• [EXERCISE] Every line below between the one holding "filename src/interpreter/aggregator.rs" and the one holding "the joined value", inclusive, should be copied exactly, and no other line.

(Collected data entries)
►

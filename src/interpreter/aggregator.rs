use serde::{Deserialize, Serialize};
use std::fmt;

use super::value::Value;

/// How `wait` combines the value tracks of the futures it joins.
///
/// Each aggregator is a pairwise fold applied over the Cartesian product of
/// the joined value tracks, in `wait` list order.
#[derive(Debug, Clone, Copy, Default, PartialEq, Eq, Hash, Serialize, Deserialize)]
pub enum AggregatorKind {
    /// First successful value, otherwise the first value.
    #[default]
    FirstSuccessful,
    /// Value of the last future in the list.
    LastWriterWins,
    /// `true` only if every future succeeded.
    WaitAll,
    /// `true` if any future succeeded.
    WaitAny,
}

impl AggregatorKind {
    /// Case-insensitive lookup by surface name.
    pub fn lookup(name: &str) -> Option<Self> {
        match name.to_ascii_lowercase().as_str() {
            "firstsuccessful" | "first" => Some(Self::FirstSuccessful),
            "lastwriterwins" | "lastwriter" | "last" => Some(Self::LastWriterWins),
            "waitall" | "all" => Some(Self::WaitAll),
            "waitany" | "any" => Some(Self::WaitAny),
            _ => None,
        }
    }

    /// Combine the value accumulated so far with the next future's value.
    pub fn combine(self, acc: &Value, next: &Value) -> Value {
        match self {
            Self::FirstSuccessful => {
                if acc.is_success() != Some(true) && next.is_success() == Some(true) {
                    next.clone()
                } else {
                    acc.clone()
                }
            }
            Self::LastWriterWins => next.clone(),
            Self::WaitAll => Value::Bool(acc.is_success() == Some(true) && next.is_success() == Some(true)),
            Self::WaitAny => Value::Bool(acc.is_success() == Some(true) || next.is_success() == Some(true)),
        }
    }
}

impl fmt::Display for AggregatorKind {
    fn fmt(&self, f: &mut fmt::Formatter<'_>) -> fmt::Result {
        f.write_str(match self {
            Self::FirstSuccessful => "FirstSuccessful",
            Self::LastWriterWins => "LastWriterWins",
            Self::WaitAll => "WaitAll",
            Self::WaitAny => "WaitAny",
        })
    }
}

◄
►

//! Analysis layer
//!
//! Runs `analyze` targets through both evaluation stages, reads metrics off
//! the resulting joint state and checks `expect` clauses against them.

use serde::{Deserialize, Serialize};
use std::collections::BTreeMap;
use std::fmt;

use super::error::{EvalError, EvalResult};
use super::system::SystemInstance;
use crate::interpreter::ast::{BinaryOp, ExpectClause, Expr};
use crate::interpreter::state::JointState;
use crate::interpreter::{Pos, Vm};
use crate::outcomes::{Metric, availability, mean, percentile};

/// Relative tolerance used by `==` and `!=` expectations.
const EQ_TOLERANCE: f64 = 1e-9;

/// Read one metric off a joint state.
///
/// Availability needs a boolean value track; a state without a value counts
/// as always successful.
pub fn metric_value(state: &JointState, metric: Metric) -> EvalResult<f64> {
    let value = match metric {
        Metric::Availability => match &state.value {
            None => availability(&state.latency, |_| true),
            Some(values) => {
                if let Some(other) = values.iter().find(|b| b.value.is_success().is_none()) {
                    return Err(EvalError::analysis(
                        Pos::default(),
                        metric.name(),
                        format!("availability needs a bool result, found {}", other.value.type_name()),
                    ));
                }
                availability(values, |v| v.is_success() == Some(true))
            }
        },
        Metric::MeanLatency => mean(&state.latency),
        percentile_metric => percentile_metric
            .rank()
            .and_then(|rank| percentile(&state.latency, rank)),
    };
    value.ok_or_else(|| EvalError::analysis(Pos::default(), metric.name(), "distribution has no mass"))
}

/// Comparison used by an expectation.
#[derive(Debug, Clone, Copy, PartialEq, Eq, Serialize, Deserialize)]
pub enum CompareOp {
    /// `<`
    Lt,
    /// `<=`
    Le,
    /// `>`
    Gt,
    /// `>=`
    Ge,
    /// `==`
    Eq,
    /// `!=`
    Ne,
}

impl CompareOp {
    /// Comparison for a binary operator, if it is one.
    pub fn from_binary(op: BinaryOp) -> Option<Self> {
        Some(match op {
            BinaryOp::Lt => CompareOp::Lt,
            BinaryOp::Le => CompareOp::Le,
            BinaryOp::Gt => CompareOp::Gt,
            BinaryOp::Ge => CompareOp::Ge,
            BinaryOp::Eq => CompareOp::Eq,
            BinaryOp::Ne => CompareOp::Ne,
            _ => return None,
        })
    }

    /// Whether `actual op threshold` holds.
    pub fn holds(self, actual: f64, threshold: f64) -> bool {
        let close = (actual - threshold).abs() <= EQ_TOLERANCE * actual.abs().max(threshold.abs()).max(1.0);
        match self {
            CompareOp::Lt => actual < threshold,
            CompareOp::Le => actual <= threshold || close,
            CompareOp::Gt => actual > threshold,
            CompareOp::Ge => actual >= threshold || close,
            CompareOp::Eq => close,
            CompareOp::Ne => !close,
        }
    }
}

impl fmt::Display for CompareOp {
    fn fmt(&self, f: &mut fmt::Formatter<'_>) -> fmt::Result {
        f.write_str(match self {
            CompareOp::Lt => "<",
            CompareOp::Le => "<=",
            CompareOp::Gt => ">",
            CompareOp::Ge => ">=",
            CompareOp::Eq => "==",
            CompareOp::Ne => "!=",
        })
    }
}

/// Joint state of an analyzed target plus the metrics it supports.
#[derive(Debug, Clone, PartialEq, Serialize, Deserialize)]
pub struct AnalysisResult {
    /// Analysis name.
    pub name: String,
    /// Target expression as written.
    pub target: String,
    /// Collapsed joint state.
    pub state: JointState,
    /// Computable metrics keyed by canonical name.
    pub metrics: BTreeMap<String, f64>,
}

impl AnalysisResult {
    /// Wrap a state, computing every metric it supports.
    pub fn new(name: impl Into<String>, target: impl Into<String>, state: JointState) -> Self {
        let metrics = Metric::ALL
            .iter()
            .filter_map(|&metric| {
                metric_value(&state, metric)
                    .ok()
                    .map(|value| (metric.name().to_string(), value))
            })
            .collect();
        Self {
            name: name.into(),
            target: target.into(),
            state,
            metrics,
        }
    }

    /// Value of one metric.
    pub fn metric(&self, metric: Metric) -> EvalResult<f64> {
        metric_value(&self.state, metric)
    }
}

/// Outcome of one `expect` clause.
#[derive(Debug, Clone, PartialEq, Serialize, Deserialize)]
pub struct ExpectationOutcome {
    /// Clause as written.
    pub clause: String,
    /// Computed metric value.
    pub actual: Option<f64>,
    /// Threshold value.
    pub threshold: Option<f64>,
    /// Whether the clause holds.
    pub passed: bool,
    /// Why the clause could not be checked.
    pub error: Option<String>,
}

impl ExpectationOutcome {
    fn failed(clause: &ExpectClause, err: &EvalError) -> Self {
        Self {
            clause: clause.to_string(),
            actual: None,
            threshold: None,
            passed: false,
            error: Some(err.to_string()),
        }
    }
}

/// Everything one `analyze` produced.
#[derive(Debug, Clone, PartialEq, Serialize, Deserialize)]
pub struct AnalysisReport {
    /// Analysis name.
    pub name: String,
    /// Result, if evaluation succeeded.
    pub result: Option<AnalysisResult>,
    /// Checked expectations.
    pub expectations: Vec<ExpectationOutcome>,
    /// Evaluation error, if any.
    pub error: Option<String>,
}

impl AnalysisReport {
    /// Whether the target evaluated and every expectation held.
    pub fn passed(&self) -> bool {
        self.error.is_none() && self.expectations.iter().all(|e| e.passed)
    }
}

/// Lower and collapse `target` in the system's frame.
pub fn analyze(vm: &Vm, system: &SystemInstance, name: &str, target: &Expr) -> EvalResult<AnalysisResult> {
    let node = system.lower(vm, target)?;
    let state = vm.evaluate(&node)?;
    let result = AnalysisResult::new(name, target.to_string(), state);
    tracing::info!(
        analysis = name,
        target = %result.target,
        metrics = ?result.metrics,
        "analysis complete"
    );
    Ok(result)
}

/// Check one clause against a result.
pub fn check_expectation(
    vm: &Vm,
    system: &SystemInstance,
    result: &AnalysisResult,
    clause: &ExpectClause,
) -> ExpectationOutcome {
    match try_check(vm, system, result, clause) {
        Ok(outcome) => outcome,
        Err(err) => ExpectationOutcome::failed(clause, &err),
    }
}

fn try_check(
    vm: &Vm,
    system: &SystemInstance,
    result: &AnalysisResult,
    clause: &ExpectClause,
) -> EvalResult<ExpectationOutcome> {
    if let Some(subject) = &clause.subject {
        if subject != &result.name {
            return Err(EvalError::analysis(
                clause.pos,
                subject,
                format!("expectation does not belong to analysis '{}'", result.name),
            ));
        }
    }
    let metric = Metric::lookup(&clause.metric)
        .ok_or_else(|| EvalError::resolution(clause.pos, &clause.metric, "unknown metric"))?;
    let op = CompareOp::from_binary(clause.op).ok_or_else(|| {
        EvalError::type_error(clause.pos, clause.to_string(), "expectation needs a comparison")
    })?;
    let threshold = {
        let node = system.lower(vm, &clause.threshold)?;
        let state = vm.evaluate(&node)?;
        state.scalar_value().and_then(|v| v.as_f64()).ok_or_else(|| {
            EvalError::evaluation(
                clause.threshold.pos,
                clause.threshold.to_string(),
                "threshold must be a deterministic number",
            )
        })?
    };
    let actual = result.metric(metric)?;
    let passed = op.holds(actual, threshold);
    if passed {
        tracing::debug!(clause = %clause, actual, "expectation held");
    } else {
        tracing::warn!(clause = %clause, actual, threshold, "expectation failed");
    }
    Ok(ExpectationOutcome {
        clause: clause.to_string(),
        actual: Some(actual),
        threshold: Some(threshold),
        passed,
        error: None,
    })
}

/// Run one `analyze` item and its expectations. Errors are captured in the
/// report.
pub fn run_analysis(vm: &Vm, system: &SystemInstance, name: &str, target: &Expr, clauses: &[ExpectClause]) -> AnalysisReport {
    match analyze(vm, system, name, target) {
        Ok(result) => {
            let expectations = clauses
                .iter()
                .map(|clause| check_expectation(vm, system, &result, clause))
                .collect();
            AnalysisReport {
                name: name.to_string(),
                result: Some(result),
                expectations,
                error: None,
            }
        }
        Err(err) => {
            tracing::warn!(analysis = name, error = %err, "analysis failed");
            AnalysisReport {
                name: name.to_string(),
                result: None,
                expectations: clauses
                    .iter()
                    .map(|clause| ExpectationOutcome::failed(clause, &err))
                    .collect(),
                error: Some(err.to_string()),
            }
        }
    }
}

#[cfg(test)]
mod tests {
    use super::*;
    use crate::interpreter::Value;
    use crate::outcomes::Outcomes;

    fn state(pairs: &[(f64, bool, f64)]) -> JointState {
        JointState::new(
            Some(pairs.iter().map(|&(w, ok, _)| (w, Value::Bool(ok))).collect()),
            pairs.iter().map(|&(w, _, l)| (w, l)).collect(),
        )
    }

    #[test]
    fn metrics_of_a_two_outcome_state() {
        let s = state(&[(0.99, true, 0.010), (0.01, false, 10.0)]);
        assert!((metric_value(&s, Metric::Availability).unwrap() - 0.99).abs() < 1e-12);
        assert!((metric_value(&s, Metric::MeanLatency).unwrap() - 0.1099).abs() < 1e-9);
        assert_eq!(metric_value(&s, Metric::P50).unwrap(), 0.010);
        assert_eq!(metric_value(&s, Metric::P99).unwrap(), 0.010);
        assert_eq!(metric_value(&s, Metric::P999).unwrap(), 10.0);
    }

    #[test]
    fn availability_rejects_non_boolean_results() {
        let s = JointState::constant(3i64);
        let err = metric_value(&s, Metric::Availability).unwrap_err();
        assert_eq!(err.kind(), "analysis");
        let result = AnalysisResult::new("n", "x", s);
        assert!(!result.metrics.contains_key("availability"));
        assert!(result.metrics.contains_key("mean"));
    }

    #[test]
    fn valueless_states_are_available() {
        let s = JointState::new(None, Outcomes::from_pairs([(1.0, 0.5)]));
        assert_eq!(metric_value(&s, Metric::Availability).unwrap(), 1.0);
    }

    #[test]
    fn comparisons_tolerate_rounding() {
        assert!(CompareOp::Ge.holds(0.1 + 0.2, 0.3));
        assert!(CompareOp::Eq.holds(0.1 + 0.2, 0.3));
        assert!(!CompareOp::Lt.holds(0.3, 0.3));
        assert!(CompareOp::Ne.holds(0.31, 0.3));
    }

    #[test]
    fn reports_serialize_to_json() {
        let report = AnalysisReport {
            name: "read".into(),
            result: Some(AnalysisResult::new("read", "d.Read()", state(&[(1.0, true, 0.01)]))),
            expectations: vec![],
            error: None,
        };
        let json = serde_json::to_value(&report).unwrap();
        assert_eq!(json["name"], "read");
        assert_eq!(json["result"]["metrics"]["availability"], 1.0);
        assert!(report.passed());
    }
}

◄

• [SOLVED PROBLEM]
filename src/interpreter/aggregator.rs
use serde::{Deserialize, Serialize};
use std::fmt;

use super::value::Value;

/// How `wait` combines the value tracks of the futures it joins.
///
/// Each aggregator is a pairwise fold applied over the Cartesian product of
/// the joined value tracks, in `wait` list order.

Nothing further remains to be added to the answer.